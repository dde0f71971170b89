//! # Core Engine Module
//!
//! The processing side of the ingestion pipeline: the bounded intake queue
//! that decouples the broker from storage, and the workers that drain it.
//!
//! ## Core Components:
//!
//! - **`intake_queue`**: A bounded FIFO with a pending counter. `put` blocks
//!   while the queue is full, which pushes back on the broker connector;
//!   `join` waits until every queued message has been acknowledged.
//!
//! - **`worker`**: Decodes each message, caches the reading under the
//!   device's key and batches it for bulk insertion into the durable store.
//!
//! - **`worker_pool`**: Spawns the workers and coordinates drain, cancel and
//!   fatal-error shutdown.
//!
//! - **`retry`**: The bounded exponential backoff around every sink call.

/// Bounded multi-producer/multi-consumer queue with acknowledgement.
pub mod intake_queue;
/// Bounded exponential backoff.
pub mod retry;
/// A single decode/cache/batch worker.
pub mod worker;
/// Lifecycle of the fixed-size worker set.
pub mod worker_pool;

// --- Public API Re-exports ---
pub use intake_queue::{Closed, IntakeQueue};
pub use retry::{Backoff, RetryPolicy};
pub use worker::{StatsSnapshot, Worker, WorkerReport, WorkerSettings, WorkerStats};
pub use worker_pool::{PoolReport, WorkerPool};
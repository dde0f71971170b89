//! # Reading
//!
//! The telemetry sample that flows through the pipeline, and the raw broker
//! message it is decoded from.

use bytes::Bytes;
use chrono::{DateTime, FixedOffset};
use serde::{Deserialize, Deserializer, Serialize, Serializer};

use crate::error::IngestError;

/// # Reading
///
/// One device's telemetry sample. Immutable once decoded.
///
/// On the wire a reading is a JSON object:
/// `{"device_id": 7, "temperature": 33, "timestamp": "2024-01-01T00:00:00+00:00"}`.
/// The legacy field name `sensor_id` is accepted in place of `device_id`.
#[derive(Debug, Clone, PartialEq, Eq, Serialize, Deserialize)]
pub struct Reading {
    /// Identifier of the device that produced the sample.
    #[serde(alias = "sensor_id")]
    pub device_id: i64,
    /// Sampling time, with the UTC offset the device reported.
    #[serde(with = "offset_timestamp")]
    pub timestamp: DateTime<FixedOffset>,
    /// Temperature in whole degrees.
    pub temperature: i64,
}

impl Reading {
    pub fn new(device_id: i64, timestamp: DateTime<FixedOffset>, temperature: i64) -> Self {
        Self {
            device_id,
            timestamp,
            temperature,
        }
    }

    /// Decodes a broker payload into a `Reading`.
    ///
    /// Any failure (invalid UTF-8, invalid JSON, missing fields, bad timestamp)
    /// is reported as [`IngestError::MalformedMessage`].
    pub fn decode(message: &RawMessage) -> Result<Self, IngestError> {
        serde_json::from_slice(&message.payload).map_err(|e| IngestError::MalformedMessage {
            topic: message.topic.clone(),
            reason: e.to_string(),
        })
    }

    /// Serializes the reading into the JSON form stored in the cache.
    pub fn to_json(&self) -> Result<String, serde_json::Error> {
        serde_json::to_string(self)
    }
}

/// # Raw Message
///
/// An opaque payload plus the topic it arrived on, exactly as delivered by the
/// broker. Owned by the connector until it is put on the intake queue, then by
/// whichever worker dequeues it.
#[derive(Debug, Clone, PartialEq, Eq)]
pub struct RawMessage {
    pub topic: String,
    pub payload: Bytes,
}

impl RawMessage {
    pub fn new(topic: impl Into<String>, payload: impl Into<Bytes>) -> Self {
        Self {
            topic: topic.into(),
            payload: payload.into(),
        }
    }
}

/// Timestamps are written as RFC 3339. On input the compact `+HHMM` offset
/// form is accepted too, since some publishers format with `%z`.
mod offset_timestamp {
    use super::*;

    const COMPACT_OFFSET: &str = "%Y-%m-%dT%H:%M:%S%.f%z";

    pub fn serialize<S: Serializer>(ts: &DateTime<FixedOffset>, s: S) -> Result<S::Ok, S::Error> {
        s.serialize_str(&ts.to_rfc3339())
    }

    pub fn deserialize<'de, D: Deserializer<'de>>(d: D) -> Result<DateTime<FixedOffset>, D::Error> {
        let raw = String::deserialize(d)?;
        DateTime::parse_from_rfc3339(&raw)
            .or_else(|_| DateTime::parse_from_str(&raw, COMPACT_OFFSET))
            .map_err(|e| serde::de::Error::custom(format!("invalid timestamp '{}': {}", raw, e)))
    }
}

--

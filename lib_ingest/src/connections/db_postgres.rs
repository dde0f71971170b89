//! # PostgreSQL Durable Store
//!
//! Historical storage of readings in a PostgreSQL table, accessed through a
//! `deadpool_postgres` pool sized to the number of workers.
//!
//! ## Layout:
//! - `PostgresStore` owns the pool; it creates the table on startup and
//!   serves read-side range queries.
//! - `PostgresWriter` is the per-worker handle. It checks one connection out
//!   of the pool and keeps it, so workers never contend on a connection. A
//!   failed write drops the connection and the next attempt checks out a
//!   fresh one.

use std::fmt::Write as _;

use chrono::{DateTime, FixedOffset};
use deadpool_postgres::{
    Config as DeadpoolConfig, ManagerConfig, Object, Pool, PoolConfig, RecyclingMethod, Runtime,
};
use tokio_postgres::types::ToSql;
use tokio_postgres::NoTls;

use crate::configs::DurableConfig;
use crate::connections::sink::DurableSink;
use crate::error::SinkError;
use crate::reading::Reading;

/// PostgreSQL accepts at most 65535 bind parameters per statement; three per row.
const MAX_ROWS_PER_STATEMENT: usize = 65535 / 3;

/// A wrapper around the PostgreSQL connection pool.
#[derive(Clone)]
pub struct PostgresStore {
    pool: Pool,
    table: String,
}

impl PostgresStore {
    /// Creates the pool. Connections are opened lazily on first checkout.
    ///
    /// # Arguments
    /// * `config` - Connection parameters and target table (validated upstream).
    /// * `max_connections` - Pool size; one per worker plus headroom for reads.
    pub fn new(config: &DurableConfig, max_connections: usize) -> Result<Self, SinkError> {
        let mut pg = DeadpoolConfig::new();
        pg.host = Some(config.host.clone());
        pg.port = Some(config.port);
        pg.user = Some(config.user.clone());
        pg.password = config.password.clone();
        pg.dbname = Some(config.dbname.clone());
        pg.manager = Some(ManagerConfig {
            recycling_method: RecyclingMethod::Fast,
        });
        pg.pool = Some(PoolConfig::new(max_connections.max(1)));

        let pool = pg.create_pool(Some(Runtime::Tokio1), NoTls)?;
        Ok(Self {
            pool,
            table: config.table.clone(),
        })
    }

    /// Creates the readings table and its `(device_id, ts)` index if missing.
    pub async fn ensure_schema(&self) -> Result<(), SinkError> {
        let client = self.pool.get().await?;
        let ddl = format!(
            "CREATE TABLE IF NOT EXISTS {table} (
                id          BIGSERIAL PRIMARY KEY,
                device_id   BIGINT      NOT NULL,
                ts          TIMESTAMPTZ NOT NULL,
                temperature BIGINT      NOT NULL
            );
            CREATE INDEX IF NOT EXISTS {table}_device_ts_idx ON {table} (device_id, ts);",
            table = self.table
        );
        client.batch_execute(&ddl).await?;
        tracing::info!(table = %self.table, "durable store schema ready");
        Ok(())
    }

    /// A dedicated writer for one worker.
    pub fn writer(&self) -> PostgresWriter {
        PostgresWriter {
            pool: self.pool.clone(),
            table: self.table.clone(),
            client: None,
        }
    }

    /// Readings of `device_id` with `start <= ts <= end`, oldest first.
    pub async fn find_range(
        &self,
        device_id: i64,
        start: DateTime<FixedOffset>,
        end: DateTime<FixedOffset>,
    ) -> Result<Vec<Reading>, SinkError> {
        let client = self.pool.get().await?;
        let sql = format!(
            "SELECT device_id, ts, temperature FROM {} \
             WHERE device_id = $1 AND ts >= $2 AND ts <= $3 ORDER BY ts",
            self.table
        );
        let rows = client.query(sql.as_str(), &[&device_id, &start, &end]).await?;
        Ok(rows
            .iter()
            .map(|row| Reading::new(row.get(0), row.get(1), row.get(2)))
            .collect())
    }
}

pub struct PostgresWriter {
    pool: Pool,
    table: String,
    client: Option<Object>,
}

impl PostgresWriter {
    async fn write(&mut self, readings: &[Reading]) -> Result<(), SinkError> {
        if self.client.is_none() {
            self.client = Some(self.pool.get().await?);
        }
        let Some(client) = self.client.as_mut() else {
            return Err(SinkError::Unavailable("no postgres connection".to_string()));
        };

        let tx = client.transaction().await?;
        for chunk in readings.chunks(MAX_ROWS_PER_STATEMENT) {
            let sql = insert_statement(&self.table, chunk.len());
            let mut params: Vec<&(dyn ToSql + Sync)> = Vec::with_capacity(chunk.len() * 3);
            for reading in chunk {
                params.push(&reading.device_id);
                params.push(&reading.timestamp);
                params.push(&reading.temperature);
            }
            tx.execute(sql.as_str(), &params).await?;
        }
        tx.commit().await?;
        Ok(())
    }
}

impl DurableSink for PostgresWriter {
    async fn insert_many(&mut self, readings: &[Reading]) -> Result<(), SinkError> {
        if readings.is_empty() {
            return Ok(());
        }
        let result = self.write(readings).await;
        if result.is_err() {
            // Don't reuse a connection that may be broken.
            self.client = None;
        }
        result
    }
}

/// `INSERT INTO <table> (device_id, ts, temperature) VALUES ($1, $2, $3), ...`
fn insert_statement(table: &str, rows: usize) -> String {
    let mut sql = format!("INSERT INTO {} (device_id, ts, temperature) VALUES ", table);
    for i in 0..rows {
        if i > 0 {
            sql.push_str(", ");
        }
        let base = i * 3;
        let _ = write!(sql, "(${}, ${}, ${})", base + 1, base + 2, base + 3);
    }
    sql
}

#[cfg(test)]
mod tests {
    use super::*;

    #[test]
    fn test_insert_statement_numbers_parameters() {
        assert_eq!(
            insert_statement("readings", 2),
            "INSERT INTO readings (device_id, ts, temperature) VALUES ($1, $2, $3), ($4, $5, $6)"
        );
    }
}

--

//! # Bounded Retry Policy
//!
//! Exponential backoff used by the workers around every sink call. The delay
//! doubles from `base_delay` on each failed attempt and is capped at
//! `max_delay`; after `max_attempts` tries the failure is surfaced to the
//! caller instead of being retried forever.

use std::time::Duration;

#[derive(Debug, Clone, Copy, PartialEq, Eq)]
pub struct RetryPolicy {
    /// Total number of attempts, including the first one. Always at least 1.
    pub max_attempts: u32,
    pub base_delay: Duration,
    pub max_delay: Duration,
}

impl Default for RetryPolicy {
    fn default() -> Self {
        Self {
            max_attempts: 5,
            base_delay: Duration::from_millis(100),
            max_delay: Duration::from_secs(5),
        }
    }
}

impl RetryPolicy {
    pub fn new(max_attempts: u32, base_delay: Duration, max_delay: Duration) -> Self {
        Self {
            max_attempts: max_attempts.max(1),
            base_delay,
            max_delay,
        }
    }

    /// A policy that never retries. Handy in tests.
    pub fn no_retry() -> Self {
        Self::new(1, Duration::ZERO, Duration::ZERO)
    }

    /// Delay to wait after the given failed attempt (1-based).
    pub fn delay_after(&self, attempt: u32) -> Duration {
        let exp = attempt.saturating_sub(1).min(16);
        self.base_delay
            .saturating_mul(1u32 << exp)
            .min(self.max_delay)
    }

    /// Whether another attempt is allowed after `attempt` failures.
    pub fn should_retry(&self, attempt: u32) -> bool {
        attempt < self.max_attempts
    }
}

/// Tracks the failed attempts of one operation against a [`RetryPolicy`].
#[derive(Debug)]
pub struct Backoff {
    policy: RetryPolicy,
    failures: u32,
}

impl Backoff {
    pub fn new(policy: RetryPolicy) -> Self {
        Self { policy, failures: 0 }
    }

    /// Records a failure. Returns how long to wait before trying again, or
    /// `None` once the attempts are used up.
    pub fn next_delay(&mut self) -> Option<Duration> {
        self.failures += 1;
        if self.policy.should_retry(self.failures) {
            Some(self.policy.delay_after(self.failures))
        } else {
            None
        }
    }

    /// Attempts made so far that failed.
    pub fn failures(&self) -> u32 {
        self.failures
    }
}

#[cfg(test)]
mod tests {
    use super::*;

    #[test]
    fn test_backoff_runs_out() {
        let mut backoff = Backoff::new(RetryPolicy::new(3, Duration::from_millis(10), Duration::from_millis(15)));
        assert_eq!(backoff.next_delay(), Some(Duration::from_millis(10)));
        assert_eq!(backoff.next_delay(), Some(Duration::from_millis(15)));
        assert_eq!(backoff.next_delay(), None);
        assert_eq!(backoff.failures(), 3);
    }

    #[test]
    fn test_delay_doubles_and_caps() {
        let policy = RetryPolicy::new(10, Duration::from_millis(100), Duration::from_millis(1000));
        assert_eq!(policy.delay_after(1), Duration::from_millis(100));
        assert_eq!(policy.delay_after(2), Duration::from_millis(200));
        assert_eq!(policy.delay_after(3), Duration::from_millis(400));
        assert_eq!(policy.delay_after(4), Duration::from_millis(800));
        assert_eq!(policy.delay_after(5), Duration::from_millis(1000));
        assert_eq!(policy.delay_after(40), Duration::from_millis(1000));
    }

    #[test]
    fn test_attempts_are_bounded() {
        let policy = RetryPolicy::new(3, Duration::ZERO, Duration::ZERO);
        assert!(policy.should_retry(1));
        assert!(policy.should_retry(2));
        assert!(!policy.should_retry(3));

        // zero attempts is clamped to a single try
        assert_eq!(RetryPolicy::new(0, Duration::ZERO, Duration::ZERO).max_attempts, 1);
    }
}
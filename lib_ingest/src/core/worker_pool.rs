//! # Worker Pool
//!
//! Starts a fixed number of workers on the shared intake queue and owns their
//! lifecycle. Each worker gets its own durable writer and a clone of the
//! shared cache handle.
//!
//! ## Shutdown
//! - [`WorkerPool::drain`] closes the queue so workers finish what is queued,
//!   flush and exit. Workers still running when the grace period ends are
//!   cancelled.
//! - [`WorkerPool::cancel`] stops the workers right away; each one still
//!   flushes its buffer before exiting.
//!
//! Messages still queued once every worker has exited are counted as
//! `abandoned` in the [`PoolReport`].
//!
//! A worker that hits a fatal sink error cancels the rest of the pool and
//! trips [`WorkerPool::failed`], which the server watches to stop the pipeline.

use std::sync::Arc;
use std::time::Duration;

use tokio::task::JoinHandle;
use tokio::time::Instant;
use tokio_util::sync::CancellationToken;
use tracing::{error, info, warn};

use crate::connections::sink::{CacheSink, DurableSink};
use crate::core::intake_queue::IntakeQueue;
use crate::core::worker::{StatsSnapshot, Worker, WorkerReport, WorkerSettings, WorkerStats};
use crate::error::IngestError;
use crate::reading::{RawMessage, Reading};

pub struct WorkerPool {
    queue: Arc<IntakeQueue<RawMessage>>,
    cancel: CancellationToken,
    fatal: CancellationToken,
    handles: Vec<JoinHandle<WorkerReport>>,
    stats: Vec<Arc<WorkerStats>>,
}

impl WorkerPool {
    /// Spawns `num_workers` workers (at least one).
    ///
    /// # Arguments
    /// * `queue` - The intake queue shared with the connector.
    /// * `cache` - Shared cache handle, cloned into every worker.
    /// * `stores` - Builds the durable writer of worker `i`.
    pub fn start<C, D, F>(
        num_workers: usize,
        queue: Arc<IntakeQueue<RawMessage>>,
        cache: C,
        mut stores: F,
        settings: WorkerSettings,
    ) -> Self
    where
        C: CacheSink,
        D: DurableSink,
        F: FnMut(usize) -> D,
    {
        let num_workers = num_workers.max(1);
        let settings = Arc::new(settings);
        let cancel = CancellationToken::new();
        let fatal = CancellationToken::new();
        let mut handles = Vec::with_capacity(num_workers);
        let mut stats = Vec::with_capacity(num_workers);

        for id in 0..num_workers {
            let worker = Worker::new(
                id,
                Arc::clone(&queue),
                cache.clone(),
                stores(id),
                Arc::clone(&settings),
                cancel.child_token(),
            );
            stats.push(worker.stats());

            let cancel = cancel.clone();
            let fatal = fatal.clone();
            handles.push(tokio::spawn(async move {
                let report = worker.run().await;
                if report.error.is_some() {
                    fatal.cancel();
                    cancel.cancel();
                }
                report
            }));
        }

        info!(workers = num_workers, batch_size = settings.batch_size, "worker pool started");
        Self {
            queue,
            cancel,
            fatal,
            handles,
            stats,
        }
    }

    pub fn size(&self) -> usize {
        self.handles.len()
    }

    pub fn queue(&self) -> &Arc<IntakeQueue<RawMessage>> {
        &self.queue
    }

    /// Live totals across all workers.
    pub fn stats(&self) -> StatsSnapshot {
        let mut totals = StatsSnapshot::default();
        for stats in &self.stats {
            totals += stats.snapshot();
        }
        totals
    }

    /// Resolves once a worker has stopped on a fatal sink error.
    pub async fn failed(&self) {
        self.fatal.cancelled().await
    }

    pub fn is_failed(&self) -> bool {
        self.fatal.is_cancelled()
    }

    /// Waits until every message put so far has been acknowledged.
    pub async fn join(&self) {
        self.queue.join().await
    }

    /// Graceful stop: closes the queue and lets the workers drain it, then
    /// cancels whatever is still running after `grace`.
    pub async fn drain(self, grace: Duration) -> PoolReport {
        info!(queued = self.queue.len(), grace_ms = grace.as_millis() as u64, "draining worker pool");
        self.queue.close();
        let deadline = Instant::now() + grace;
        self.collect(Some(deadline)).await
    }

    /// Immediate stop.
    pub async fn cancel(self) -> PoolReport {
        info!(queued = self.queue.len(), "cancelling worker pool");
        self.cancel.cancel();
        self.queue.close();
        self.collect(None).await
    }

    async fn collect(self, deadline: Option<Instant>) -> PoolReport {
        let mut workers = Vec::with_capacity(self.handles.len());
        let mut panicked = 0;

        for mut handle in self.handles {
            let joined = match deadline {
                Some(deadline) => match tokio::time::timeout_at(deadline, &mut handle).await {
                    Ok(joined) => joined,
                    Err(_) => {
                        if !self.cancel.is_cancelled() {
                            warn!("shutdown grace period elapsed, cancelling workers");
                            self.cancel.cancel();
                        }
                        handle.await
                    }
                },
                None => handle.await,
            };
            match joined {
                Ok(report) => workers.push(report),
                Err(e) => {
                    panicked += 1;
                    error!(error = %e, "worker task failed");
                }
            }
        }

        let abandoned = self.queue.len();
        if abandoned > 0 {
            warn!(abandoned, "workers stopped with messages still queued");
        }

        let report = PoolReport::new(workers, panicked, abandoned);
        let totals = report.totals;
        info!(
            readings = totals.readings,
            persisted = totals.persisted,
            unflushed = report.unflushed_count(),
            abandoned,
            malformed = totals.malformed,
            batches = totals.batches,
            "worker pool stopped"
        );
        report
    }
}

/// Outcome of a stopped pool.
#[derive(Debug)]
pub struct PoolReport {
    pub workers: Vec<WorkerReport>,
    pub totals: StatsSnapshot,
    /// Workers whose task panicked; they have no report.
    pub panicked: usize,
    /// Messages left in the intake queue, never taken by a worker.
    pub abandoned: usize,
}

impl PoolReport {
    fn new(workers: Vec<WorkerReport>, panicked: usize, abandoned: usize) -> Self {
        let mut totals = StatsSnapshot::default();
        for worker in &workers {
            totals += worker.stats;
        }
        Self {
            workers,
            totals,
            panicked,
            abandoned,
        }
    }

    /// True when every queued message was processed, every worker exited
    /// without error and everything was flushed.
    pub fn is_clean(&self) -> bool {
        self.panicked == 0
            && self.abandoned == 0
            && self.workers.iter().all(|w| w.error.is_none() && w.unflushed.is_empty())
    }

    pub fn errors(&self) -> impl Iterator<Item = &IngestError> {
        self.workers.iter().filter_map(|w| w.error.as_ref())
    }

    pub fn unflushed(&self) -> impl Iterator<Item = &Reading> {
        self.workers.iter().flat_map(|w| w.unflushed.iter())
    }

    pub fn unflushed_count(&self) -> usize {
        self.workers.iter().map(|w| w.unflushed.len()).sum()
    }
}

--

TASK BRIEF
Search the entries above for "once". Show every line that has it.

OUTPUT BELOW
/// One device's telemetry sample. Immutable once decoded.
    /// `None` once the attempts are used up.
//! Messages still queued once every worker has exited are counted as
    /// Resolves once a worker has stopped on a fatal sink error.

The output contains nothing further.